Trailblazing Women Summit Unpacks Gender Equality; Addresses COVID-19 Inequities

trailblazing women recap

In honor of Women’s Month and International Women’s Day, a global day celebrating the social, economic, cultural, and political achievements of women, Salesforce hosted our third-annual Trailblazing Women Summit. The March 2 event featured luminary business leaders, authors, equality advocates, and thought leaders who came together to elevate the conversation around accelerating gender equality.

Amy Weaver, President & Chief Financial Officer, Salesforce,  kicked off the event by first acknowledging the impact COVID-19 has had on women in the workplace. Overall, women have lost 5.4 million jobs during the recession  — nearly 1 million more job losses than men. Looking ahead, we all need to take action to increase equal opportunities for women.

The Trailblazing Women Summit, presented by Deloitte Digital, was streamed virtually and reached millions of online viewers. The event was an important opportunity to empower the current and next generation of women leaders as we work toward creating a more equal world for all.

Events such as these, together with the work of the Salesforce Women network – our employee resource group for women and allies – are important ways to drive gender equality through the professional and personal development of our employees.

Here are 5 key takeaways from the Trailblazing Women Summit:

Advocate for one another

Lisa Ling, Emmy Award-Winning Journalist and Executive Producer

“Women have just had to juggle so much. It’s astounding to me how much we are able to juggle and multitask… I think that having more women in leadership positions, having that compassion, acknowledging all that we are juggling, and really advocating for one another, really establishing sisterhoods both personally and professionally —has made a huge difference. And that has become so palpable,” said Lisa Ling, Emmy Award-Winning Journalist and Executive Producer & Host of CNN’s This is Life with Lisa Ling.

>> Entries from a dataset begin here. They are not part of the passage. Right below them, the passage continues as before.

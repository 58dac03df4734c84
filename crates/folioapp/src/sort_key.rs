//! # Sibling Ordering: Fractional Sort Keys
//!
//! Siblings (resources sharing a `parentId`) are displayed by ascending
//! `metaSortKey`. Keys are sparse `f64` values, not positions: placing a
//! resource between two siblings only computes a key for that resource and
//! never touches any other sibling.
//!
//! ## Allocation Rules
//!
//! - **After a sibling**: midpoint between it and its successor, or
//!   `key + SORT_KEY_GAP` when it is last ([`allocate_after`]).
//! - **Top of the list**: new resources sort first. The key is `-now_ms`,
//!   pushed below the current minimum when needed ([`allocate_top`]).
//!
//! ## Exhaustion
//!
//! Repeated bisection at the same spot eventually runs out of `f64`
//! precision. When the midpoint collapses onto one of its bounds the
//! allocator returns [`FolioError::SortKeyExhausted`] instead of a duplicate
//! or out-of-order key. Recovery is explicit: [`rebalance`] spreads the
//! sibling set back out over multiples of `SORT_KEY_GAP`.

use crate::error::{FolioError, Result};
use crate::model::Resource;
use std::cmp::Ordering;

/// Distance left after the last sibling, and the step used when rebalancing.
pub const SORT_KEY_GAP: f64 = 100.0;

/// Display order among siblings: ascending key, ties go to the newer resource.
pub fn display_order(a: &Resource, b: &Resource) -> Ordering {
    a.sort_key
        .total_cmp(&b.sort_key)
        .then_with(|| b.created.cmp(&a.created))
}

/// Computes a key for a new sibling placed immediately after `existing`.
///
/// `siblings` must all share `existing`'s parent. It may contain `existing`
/// itself and may be limited to the siblings sorting after it.
pub fn allocate_after(existing: &Resource, siblings: &[Resource]) -> Result<f64> {
    let mut successor: Option<f64> = None;
    for sibling in siblings {
        if sibling.parent_id != existing.parent_id {
            return Err(FolioError::ParentMismatch {
                expected: existing.parent_id.clone(),
                found: sibling.parent_id.clone(),
            });
        }
        if sibling.id == existing.id || sibling.sort_key <= existing.sort_key {
            continue;
        }
        if successor.map_or(true, |key| sibling.sort_key < key) {
            successor = Some(sibling.sort_key);
        }
    }

    let key = allocate_between(Some(existing.sort_key), successor)?;
    tracing::debug!(after = %existing.id, ?successor, key, "allocated sort key");
    Ok(key)
}

/// Computes a key strictly between `lower` and `upper`. Either bound may be
/// absent; with neither, the key is `0.0`.
pub fn allocate_between(lower: Option<f64>, upper: Option<f64>) -> Result<f64> {
    for bound in [lower, upper].into_iter().flatten() {
        if !bound.is_finite() {
            return Err(FolioError::InvalidSortKey(bound));
        }
    }

    match (lower, upper) {
        (Some(lo), Some(hi)) => {
            let mid = lo + (hi - lo) / 2.0;
            if lo >= hi || mid <= lo || mid >= hi {
                return Err(FolioError::SortKeyExhausted {
                    lower: lo,
                    upper: hi,
                });
            }
            Ok(mid)
        }
        (Some(lo), None) => {
            let key = lo + SORT_KEY_GAP;
            if key <= lo || !key.is_finite() {
                return Err(FolioError::SortKeyExhausted {
                    lower: lo,
                    upper: f64::INFINITY,
                });
            }
            Ok(key)
        }
        (None, Some(hi)) => {
            let key = hi - SORT_KEY_GAP;
            if key >= hi || !key.is_finite() {
                return Err(FolioError::SortKeyExhausted {
                    lower: f64::NEG_INFINITY,
                    upper: hi,
                });
            }
            Ok(key)
        }
        (None, None) => Ok(0.0),
    }
}

/// Computes a key that sorts before every sibling in `siblings`.
///
/// Uses `-now_ms` so keys decrease with creation time. If a sibling already
/// sits at or below that value, the key goes one gap below it instead.
pub fn allocate_top(siblings: &[Resource], now_ms: i64) -> Result<f64> {
    let candidate = -(now_ms as f64);
    let lowest = siblings
        .iter()
        .map(|s| s.sort_key)
        .min_by(|a, b| a.total_cmp(b));

    match lowest {
        Some(min) if candidate >= min => allocate_between(None, Some(min)),
        _ => Ok(candidate),
    }
}

/// Reassigns keys across a sibling set, keeping the current display order.
///
/// Returns `(id, new_key)` pairs in display order; keys are
/// `SORT_KEY_GAP, 2 * SORT_KEY_GAP, ...`.
pub fn rebalance(siblings: &[Resource]) -> Vec<(String, f64)> {
    let mut ordered: Vec<&Resource> = siblings.iter().collect();
    ordered.sort_by(|a, b| display_order(a, b));
    ordered
        .into_iter()
        .enumerate()
        .map(|(i, res)| (res.id.clone(), (i as f64 + 1.0) * SORT_KEY_GAP))
        .collect()
}
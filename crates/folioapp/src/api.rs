//! # API Facade
//!
//! The API layer is a **thin facade** over the command layer, the resolver
//! and the store queries. All UI clients should go through [`FolioApi`].
//!
//! ## What the API Does NOT Do
//!
//! - **Business logic**: That belongs in `commands/*.rs`
//! - **Terminal I/O**: Prompts go through the caller's [`Prompter`]
//!
//! ## Generic Over DocumentStore
//!
//! - Production: `FolioApi<DocStore<FsBackend>>`, built by [`FolioApi::open`]
//! - Testing: `FolioApi<DocStore<MemBackend>>`
//!
//! API tests verify dispatch only. Command logic is tested in the command
//! modules.

use crate::commands::{self, CmdResult, Patch};
use crate::config::FolioConfig;
use crate::error::Result;
use crate::hooks::{Hooks, MutationObserver};
use crate::model::{Kind, Resource};
use crate::resolve::{Prompter, Resolver};
use crate::store::doc_store::DocStore;
use crate::store::fs_backend::FsBackend;
use crate::store::{Database, DocumentStore, Query};
use std::path::Path;

pub struct FolioApi<S: DocumentStore> {
    store: S,
    hooks: Hooks,
}

impl FolioApi<DocStore<FsBackend>> {
    /// Loads configuration and every collection under `root`.
    pub async fn open(root: &Path) -> Result<Self> {
        let config = FolioConfig::load(root)?;
        let store = DocStore::open(root, &config).await?;
        Ok(Self::new(store))
    }
}

impl<S: DocumentStore> FolioApi<S> {
    pub fn new(store: S) -> Self {
        Self {
            store,
            hooks: Hooks::new(),
        }
    }

    pub fn register_observer(&mut self, observer: Box<dyn MutationObserver>) {
        self.hooks.register(observer);
    }

    pub fn store(&self) -> &S {
        &self.store
    }

    pub fn database(&self) -> &Database {
        self.store.database()
    }

    pub fn create(&mut self, kind: Kind, patch: Patch) -> Result<CmdResult> {
        commands::create::run(&mut self.store, &self.hooks, kind, patch)
    }

    pub fn update(&mut self, kind: Kind, id: &str, patch: Patch) -> Result<CmdResult> {
        commands::update::run(&mut self.store, &self.hooks, kind, id, patch)
    }

    pub fn duplicate(&mut self, kind: Kind, id: &str, patch: Patch) -> Result<CmdResult> {
        commands::duplicate::run(&mut self.store, &self.hooks, kind, id, patch)
    }

    pub fn move_to(
        &mut self,
        kind: Kind,
        id: &str,
        parent_id: Option<&str>,
        after_id: Option<&str>,
    ) -> Result<CmdResult> {
        commands::move_doc::run(&mut self.store, &self.hooks, kind, id, parent_id, after_id)
    }

    pub fn remove(&mut self, kind: Kind, id: &str) -> Result<CmdResult> {
        commands::remove::run(&mut self.store, &self.hooks, kind, id)
    }

    pub fn rebalance(&mut self, parent_id: Option<&str>) -> Result<CmdResult> {
        commands::rebalance::run(&mut self.store, &self.hooks, parent_id)
    }

    pub fn get(&self, kind: Kind, id: &str) -> Result<Resource> {
        self.store.get(kind, id)
    }

    /// Documents of `kind` in display order, optionally limited to one parent.
    pub fn list(&self, kind: Kind, parent_id: Option<&str>) -> Vec<Resource> {
        let query = match parent_id {
            Some(parent) => Query::children_of(Some(parent)),
            None => Query::all(),
        };
        self.store.find(kind, &query)
    }

    /// Resolves an identifier (id, id prefix or name) to a document of
    /// `kind`, asking `prompter` when none is given.
    pub fn resolve(
        &self,
        kind: Kind,
        identifier: Option<&str>,
        prompter: &dyn Prompter,
    ) -> Result<Option<Resource>> {
        let collection = self.store.database().collection(kind);
        Ok(Resolver::new(prompter)
            .resolve(collection, identifier)?
            .cloned())
    }
}

#[cfg(test)]
mod tests {
    use super::*;
    use crate::hooks::EventLog;
    use crate::store::mem_backend::MemBackend;

    struct FirstChoice;

    impl Prompter for FirstChoice {
        fn prompt(&self, _message: &str, choices: &[String]) -> Result<String> {
            Ok(choices[0].clone())
        }
    }

    fn api() -> FolioApi<DocStore<MemBackend>> {
        FolioApi::new(DocStore::in_memory())
    }

    fn create(api: &mut FolioApi<DocStore<MemBackend>>, kind: Kind, patch: Patch) -> Resource {
        api.create(kind, patch).unwrap().affected.remove(0)
    }

    #[test]
    fn test_create_and_list_dispatch() {
        let mut api = api();
        let wrk = create(&mut api, Kind::Workspace, Patch::new().name("Main"));
        create(&mut api, Kind::Request, Patch::new().parent(&wrk.id).name("one"));
        create(&mut api, Kind::Request, Patch::new().parent(&wrk.id).name("two"));
        create(&mut api, Kind::Request, Patch::new().parent("wrk_other").name("elsewhere"));

        let names: Vec<String> = api
            .list(Kind::Request, Some(&wrk.id))
            .iter()
            .map(|r| r.name().to_string())
            .collect();
        assert_eq!(names, vec!["two", "one"]);
        assert_eq!(api.list(Kind::Request, None).len(), 3);
    }

    #[test]
    fn test_mutations_reach_observers() {
        let mut api = api();
        let log = EventLog::new();
        api.register_observer(Box::new(log.clone()));

        let wrk = create(&mut api, Kind::Workspace, Patch::new().name("Main"));
        let fld = create(&mut api, Kind::RequestGroup, Patch::new().parent(&wrk.id));
        api.update(Kind::RequestGroup, &fld.id, Patch::new().name("Auth"))
            .unwrap();
        let copy = api
            .duplicate(Kind::RequestGroup, &fld.id, Patch::new())
            .unwrap()
            .affected
            .remove(0);
        api.move_to(Kind::RequestGroup, &fld.id, Some(&wrk.id), Some(&copy.id))
            .unwrap();
        api.remove(Kind::RequestGroup, &fld.id).unwrap();

        let actions: Vec<&str> = log.events().iter().map(|e| e.action()).collect();
        assert_eq!(
            actions,
            vec!["created", "created", "updated", "duplicated", "updated", "removed"]
        );
    }

    #[test]
    fn test_resolve_dispatch() {
        let mut api = api();
        let wrk = create(&mut api, Kind::Workspace, Patch::new().name("Main"));

        let by_name = api.resolve(Kind::Workspace, Some("Main"), &FirstChoice).unwrap();
        assert_eq!(by_name.map(|r| r.id), Some(wrk.id.clone()));

        let prompted = api.resolve(Kind::Workspace, None, &FirstChoice).unwrap();
        assert_eq!(prompted.map(|r| r.id), Some(wrk.id));

        assert!(api
            .resolve(Kind::Workspace, Some("nothing"), &FirstChoice)
            .unwrap()
            .is_none());
    }

    #[test]
    fn test_rebalance_dispatch() {
        let mut api = api();
        create(&mut api, Kind::Workspace, Patch::new().name("a"));
        create(&mut api, Kind::Workspace, Patch::new().name("b"));

        api.rebalance(None).unwrap();
        let keys: Vec<f64> = api.list(Kind::Workspace, None).iter().map(|r| r.sort_key).collect();
        assert_eq!(keys, vec![100.0, 200.0]);
    }
}
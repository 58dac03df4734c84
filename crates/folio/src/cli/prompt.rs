use console::{style, Term};
use folioapp::error::{FolioError, Result};
use folioapp::resolve::Prompter;

/// Numbered-list picker on the terminal. Choices go to stderr so stdout
/// stays clean for the command's output.
pub struct TermPrompter {
    term: Term,
}

impl TermPrompter {
    pub fn new() -> Self {
        Self {
            term: Term::stderr(),
        }
    }
}

impl Prompter for TermPrompter {
    fn prompt(&self, message: &str, choices: &[String]) -> Result<String> {
        if !self.term.is_term() {
            return Err(FolioError::Prompt(
                "no identifier given and no terminal to ask on".to_string(),
            ));
        }

        self.term.write_line(&style(message).bold().to_string())?;
        for (i, choice) in choices.iter().enumerate() {
            self.term
                .write_line(&format!("  {} {}", style(i + 1).cyan(), choice))?;
        }
        self.term.write_str("> ")?;

        let answer = self.term.read_line()?;
        pick(choices, &answer)
    }
}

/// Maps a 1-based answer onto `choices`.
fn pick(choices: &[String], answer: &str) -> Result<String> {
    answer
        .trim()
        .parse::<usize>()
        .ok()
        .and_then(|n| n.checked_sub(1))
        .and_then(|i| choices.get(i))
        .cloned()
        .ok_or_else(|| FolioError::Prompt(format!("invalid choice: {}", answer.trim())))
}
use super::helpers::{all_or_nothing, copy_subtree, next_sibling, siblings};
use super::{CmdMessage, CmdResult, Patch};
use crate::error::{FolioError, Result};
use crate::hooks::{Hooks, MutationEvent};
use crate::model::{generate_id, now_millis, Kind};
use crate::sort_key::{allocate_after, allocate_top};
use crate::store::DocumentStore;

/// Copies a document, placing the copy directly after the original.
///
/// The copy is named `"<name> (Copy)"` unless the patch names it. Documents
/// below the original are copied too, under the new id. A patch with a
/// different parent puts the copy at the top of that parent instead.
pub fn run<S: DocumentStore>(
    store: &mut S,
    hooks: &Hooks,
    kind: Kind,
    id: &str,
    patch: Patch,
) -> Result<CmdResult> {
    let source = store.get(kind, id)?;
    if !kind.can_duplicate() {
        return Err(FolioError::Store(format!("{} cannot be duplicated", kind)));
    }

    let parent_id = patch.parent_id.clone().or_else(|| source.parent_id.clone());
    if kind.requires_parent() && parent_id.is_none() {
        return Err(FolioError::MissingParent { kind });
    }

    let now = now_millis();
    let sort_key = match patch.sort_key {
        Some(key) => key,
        None if parent_id == source.parent_id => {
            let successor: Vec<_> = next_sibling(store, &source, None).into_iter().collect();
            allocate_after(&source, &successor)?
        }
        None => allocate_top(&siblings(store, parent_id.as_deref()), now)?,
    };

    let mut copy = source.clone();
    copy.id = generate_id(kind);
    copy.parent_id = parent_id;
    copy.sort_key = sort_key;
    copy.created = now;
    copy.modified = now;
    copy.body.set_name(format!("{} (Copy)", source.name()));
    patch.apply_fields(&mut copy)?;

    let children = copy_subtree(store.database(), &source.id, &copy.id, now);

    let mut affected = vec![copy.clone()];
    affected.extend(children);
    all_or_nothing(store, |store, journal| {
        affected.iter().try_for_each(|doc| journal.save(store, doc))
    })?;

    hooks.emit(MutationEvent::Duplicated {
        source_id: source.id.clone(),
        copy: copy.clone(),
    });
    for child in &affected[1..] {
        hooks.emit(MutationEvent::Created(child.clone()));
    }

    let mut result = CmdResult::default();
    result.add_message(CmdMessage::success(format!(
        "{} duplicated: {}",
        kind,
        copy.name()
    )));
    if affected.len() > 1 {
        result.add_message(CmdMessage::info(format!(
            "Copied {} nested documents",
            affected.len() - 1
        )));
    }
    Ok(result.with_affected(affected))
}

#[cfg(test)]
mod tests {
    use super::*;
    use crate::hooks::EventLog;
    use crate::model::Resource;
    use crate::store::doc_store::DocStore;
    use crate::store::mem_backend::MemBackend;

    fn folder(store: &mut DocStore<MemBackend>, id: &str, key: f64) -> Resource {
        let mut r = Resource::new(Kind::RequestGroup, Some("wrk_1".into()), key);
        r.id = id.to_string();
        r.body.set_name(id.to_string());
        store.save(&r).unwrap();
        r
    }

    fn order(store: &DocStore<MemBackend>) -> Vec<String> {
        siblings(store, Some("wrk_1"))
            .into_iter()
            .map(|r| r.name().to_string())
            .collect()
    }

    #[test]
    fn test_duplicate_between_two_siblings() {
        let mut store = DocStore::in_memory();
        folder(&mut store, "fld_a", 10.0);
        folder(&mut store, "fld_b", 20.0);

        let res = run(&mut store, &Hooks::new(), Kind::RequestGroup, "fld_a", Patch::new()).unwrap();
        let copy = &res.affected[0];
        assert_eq!(copy.sort_key, 15.0);
        assert_eq!(copy.name(), "fld_a (Copy)");
        assert_eq!(order(&store), vec!["fld_a", "fld_a (Copy)", "fld_b"]);
    }

    #[test]
    fn test_duplicate_at_end_of_list() {
        let mut store = DocStore::in_memory();
        folder(&mut store, "fld_a", 10.0);

        let res = run(&mut store, &Hooks::new(), Kind::RequestGroup, "fld_a", Patch::new()).unwrap();
        assert_eq!(res.affected[0].sort_key, 110.0);
    }

    #[test]
    fn test_successor_ignores_other_parents() {
        let mut store = DocStore::in_memory();
        folder(&mut store, "fld_a", 10.0);
        let mut elsewhere = Resource::new(Kind::RequestGroup, Some("wrk_2".into()), 12.0);
        elsewhere.id = "fld_elsewhere".into();
        store.save(&elsewhere).unwrap();

        let res = run(&mut store, &Hooks::new(), Kind::RequestGroup, "fld_a", Patch::new()).unwrap();
        assert_eq!(res.affected[0].sort_key, 110.0);
    }

    #[test]
    fn test_repeated_duplicates_stay_adjacent() {
        let mut store = DocStore::in_memory();
        folder(&mut store, "fld_a", 10.0);
        folder(&mut store, "fld_b", 20.0);
        let hooks = Hooks::new();

        for i in 0..10 {
            run(
                &mut store,
                &hooks,
                Kind::RequestGroup,
                "fld_a",
                Patch::new().name(format!("copy {}", i)),
            )
            .unwrap();
        }

        let names = order(&store);
        assert_eq!(names.first().map(String::as_str), Some("fld_a"));
        assert_eq!(names.get(1).map(String::as_str), Some("copy 9"));
        assert_eq!(names.last().map(String::as_str), Some("fld_b"));
    }

    #[test]
    fn test_duplicate_copies_subtree() {
        let mut store = DocStore::in_memory();
        folder(&mut store, "fld_a", 10.0);
        let mut req = Resource::new(Kind::Request, Some("fld_a".into()), 1.0);
        req.id = "req_1".into();
        store.save(&req).unwrap();

        let log = EventLog::new();
        let mut hooks = Hooks::new();
        hooks.register(Box::new(log.clone()));

        let res = run(&mut store, &hooks, Kind::RequestGroup, "fld_a", Patch::new()).unwrap();
        assert_eq!(res.affected.len(), 2);
        let copy_id = res.affected[0].id.clone();
        let nested = &res.affected[1];
        assert_eq!(nested.parent_id.as_deref(), Some(copy_id.as_str()));
        assert_ne!(nested.id, "req_1");
        assert_eq!(store.database().collection(Kind::Request).len(), 2);

        let events = log.events();
        assert_eq!(events[0].action(), "duplicated");
        assert_eq!(events[1].action(), "created");
    }

    #[test]
    fn test_duplicate_into_other_parent_goes_to_top() {
        let mut store = DocStore::in_memory();
        folder(&mut store, "fld_a", 10.0);
        let mut other = Resource::new(Kind::RequestGroup, Some("wrk_2".into()), -5.0);
        other.id = "fld_other".into();
        store.save(&other).unwrap();

        let res = run(
            &mut store,
            &Hooks::new(),
            Kind::RequestGroup,
            "fld_a",
            Patch::new().parent("wrk_2"),
        )
        .unwrap();
        let copy = &res.affected[0];
        assert_eq!(copy.parent_id.as_deref(), Some("wrk_2"));
        assert!(copy.sort_key < -5.0);
    }

    #[test]
    fn test_exhausted_key_space_is_surfaced() {
        let mut store = DocStore::in_memory();
        let lo = 1.0_f64;
        folder(&mut store, "fld_a", lo);
        folder(&mut store, "fld_b", f64::from_bits(lo.to_bits() + 1));

        let err = run(&mut store, &Hooks::new(), Kind::RequestGroup, "fld_a", Patch::new()).unwrap_err();
        assert!(matches!(err, FolioError::SortKeyExhausted { .. }));
        assert_eq!(store.database().collection(Kind::RequestGroup).len(), 2);
    }

    #[test]
    fn test_failed_child_write_undoes_the_copy() {
        let mut store = DocStore::in_memory();
        folder(&mut store, "fld_a", 10.0);
        for id in ["req_1", "req_2"] {
            let mut req = Resource::new(Kind::Request, Some("fld_a".into()), 1.0);
            req.id = id.into();
            store.save(&req).unwrap();
        }
        let log = EventLog::new();
        let mut hooks = Hooks::new();
        hooks.register(Box::new(log.clone()));

        for nth in [2, 3] {
            store.backend().fail_nth_operation(nth);
            let err = run(&mut store, &hooks, Kind::RequestGroup, "fld_a", Patch::new()).unwrap_err();
            assert!(matches!(err, FolioError::Store(_)));

            assert_eq!(store.database().len(), 3);
            assert_eq!(store.backend().document_count(), 3);
            assert_eq!(order(&store), vec!["fld_a"]);
        }
        assert!(log.events().is_empty());
    }

    #[test]
    fn test_api_specs_cannot_be_duplicated() {
        let mut store = DocStore::in_memory();
        let mut spec = Resource::new(Kind::ApiSpec, Some("wrk_1".into()), 0.0);
        spec.id = "spc_1".into();
        store.save(&spec).unwrap();

        assert!(run(&mut store, &Hooks::new(), Kind::ApiSpec, "spc_1", Patch::new()).is_err());
    }
}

Go with the flow and take a risk

“I take a little bit of risk at the right times and I put myself in a little bit of uncomfortable positions every now and then. And in hindsight, I didn’t know this at the time, but in hindsight, that’s been really critical. If I were to give anybody advice, I am one of those people that I love to plan. But what I’ve realized is sometimes you just have to go with the flow. And when an opportunity presents itself to you, you’ve just got to take it,” said  Aparna Bawa, Chief Operating Officer, Zoom.

Seek to understand personal stories 

“This touches into the topic of equity where I’m not sort of treating everyone the same. I’m actually treating them in the way that they want to be treated and thinking about what they specifically need as individuals and a collective, and making sure that I’m addressing those issues versus just thinking, ‘oh, everybody should be given the same things or provided the same things’. Not everybody needs the same thing. And part of that is what we bring to the table just based on our experiences and where we come from. The absolute worst mistake is to make assumptions about people without really knowing their whole story,” said  Joanne Stephane, Principal, Deloitte Consulting LLP; HR Strategy & Solutions US Leader; Chief DEI Officer, Human Capital. Joanne also leads Deloitte’s Racial Equity Imperative initiative and is a key thought leader in Deloitte’s Salesforce Alliance Women’s History Month programming.

Be proud of who you are as a person and love yourself

Jillian Mercado, Model, Actress and Activist.
Jillian Mercado, Model, Actress and Activist.

“I think it’s very important to be proud of who you are as a person, and understand that it makes you who you are. That, in itself, it’s super special. I know that sounds very cheesy to say out loud, but I think it’s important to really be proud of your personal growth, your personal experiences, and to understand that love can be of yourself. 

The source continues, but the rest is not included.